DESCRIPTION OF THE TASK = Scan the listing beneath this sentence. Report each line with the word "accuracy".

ENTRIES SHOWN =
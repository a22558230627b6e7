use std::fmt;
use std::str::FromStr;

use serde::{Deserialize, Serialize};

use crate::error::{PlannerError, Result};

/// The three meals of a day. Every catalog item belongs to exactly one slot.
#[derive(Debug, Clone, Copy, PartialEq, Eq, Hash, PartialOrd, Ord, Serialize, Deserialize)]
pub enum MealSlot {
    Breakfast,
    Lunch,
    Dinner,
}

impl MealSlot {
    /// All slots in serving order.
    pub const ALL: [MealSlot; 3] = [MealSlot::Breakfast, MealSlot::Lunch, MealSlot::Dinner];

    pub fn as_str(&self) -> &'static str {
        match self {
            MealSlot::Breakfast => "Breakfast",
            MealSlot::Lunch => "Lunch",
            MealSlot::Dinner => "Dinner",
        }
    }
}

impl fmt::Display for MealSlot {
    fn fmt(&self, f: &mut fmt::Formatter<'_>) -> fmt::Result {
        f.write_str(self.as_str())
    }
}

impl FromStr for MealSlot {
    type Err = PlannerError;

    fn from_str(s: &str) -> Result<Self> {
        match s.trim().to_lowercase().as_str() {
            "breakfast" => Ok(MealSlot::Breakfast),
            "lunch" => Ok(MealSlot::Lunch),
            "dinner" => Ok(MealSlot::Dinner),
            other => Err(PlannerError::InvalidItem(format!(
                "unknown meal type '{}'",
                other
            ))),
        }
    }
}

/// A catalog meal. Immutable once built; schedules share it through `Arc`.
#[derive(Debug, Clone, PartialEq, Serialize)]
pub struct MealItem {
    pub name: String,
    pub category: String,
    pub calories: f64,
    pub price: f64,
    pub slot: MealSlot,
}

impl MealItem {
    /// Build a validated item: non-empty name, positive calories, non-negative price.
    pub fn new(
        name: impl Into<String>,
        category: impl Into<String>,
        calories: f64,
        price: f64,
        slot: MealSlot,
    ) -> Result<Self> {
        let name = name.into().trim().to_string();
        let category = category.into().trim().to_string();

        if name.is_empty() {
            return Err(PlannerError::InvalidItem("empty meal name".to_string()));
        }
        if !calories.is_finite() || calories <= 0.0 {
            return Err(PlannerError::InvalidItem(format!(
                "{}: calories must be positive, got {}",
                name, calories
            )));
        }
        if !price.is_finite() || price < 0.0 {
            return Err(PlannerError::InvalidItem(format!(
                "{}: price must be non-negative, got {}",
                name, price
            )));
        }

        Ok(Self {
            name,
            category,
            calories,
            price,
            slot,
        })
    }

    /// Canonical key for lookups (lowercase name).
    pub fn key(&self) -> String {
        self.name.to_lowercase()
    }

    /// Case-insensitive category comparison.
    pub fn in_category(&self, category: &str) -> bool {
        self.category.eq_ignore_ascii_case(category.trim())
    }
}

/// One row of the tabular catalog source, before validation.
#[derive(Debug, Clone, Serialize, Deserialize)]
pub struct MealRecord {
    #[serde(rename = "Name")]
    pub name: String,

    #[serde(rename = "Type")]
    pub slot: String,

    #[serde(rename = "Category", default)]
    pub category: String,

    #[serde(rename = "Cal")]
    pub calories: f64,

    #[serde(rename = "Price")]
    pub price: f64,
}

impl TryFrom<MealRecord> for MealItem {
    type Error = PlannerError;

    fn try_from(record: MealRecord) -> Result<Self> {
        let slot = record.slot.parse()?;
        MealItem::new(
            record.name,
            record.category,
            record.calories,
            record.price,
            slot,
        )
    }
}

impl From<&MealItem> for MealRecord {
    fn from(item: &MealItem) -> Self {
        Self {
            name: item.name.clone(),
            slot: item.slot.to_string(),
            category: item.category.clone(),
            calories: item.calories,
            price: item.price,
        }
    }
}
...
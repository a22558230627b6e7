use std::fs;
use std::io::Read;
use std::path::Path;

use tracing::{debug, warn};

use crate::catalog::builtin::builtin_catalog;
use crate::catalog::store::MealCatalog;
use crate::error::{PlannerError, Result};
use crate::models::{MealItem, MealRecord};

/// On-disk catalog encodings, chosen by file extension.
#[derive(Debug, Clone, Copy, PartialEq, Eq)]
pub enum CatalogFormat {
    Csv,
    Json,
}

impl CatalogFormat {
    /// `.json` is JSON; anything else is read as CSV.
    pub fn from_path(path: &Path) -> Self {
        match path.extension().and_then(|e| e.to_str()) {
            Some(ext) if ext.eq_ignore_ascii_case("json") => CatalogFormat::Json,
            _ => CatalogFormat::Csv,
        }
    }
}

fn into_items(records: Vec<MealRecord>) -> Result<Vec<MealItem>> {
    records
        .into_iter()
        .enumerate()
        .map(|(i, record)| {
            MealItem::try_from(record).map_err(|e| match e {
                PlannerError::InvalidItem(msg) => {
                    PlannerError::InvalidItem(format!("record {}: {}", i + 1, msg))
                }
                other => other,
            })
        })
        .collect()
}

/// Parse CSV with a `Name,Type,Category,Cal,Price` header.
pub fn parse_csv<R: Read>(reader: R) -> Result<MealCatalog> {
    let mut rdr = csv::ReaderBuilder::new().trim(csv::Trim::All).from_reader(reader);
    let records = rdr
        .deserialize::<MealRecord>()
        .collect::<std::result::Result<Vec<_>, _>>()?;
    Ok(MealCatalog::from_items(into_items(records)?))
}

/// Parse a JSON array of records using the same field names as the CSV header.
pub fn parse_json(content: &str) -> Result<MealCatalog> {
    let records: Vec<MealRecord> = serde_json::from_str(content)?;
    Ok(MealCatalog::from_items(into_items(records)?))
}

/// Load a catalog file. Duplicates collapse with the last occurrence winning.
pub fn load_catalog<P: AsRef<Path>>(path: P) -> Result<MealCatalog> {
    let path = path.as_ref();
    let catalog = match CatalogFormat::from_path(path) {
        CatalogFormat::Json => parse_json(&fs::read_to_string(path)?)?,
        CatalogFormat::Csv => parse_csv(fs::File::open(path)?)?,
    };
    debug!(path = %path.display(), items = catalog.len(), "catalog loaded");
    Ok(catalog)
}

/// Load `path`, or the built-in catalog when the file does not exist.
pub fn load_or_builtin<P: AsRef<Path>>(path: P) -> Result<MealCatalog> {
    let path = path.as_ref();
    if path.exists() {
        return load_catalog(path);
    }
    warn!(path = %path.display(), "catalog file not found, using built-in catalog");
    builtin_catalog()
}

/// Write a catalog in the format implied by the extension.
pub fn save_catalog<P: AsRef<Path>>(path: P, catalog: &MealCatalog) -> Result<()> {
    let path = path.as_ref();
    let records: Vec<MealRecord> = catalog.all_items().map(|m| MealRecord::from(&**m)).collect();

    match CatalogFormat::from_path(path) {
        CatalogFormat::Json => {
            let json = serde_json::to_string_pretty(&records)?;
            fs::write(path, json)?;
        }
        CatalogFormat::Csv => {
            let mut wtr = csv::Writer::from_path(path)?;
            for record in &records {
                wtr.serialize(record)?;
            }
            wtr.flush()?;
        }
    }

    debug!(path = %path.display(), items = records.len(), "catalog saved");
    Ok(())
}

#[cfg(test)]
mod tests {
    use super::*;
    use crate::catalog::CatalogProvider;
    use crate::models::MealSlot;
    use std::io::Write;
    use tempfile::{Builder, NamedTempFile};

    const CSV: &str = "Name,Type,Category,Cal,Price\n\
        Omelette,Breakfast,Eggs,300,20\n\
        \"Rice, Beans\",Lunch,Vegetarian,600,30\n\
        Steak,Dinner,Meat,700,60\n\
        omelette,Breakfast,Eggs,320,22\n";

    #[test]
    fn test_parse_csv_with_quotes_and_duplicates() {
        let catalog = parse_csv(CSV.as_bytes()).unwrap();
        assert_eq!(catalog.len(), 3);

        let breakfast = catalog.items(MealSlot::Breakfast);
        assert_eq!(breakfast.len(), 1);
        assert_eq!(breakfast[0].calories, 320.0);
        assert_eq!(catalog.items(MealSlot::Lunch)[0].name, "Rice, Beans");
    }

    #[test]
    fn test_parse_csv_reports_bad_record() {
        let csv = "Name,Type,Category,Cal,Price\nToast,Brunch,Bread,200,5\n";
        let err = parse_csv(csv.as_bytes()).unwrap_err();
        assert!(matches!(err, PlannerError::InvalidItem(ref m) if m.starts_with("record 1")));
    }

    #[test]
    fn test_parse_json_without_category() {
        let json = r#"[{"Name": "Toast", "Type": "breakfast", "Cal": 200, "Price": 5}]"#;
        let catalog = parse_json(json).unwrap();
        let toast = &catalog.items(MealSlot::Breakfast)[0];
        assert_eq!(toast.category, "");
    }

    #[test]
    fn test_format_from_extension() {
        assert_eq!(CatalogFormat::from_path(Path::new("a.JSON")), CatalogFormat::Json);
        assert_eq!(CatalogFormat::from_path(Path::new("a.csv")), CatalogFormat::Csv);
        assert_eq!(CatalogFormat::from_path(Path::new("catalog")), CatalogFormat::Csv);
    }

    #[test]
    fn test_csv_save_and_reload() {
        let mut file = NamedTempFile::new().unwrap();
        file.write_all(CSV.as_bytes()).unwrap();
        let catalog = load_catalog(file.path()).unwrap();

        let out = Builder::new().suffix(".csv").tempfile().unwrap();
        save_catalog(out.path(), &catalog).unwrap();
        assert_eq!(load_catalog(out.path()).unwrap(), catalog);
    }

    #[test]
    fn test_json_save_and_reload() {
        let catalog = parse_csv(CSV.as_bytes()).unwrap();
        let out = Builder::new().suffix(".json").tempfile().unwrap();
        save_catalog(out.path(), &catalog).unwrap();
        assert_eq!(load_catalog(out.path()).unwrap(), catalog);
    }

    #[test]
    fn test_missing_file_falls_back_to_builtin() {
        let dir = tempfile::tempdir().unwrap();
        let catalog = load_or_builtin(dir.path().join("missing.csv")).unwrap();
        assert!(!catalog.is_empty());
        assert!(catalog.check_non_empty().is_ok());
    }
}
==
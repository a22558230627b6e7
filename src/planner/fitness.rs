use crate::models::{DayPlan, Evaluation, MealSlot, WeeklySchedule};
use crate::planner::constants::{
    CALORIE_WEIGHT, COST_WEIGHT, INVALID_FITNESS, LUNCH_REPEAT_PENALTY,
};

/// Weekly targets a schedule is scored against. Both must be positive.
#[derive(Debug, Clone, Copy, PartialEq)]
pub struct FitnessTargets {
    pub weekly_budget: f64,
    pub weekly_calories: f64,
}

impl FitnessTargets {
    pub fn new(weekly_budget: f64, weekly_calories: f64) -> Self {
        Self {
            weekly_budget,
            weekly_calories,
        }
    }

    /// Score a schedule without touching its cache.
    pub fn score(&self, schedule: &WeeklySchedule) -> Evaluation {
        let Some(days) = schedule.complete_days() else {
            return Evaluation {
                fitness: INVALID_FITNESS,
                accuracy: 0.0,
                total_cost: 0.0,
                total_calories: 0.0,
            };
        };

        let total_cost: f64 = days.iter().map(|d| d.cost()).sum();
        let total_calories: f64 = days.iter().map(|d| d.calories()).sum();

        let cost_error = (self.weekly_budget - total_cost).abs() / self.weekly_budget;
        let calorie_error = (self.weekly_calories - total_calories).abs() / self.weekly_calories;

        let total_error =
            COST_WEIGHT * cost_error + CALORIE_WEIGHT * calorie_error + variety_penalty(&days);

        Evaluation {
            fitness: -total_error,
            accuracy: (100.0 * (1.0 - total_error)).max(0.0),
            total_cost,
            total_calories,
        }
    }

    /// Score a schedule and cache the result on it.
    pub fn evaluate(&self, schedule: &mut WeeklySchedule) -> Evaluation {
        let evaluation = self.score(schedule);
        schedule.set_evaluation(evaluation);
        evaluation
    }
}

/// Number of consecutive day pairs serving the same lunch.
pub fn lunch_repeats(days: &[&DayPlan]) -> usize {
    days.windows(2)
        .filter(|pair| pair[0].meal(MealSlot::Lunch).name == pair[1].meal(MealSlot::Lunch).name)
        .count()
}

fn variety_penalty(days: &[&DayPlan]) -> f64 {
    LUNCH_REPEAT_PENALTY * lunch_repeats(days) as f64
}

OUTPUT FOR THIS TASK =
                accuracy: 0.0,
            accuracy: (100.0 * (1.0 - total_error)).max(0.0),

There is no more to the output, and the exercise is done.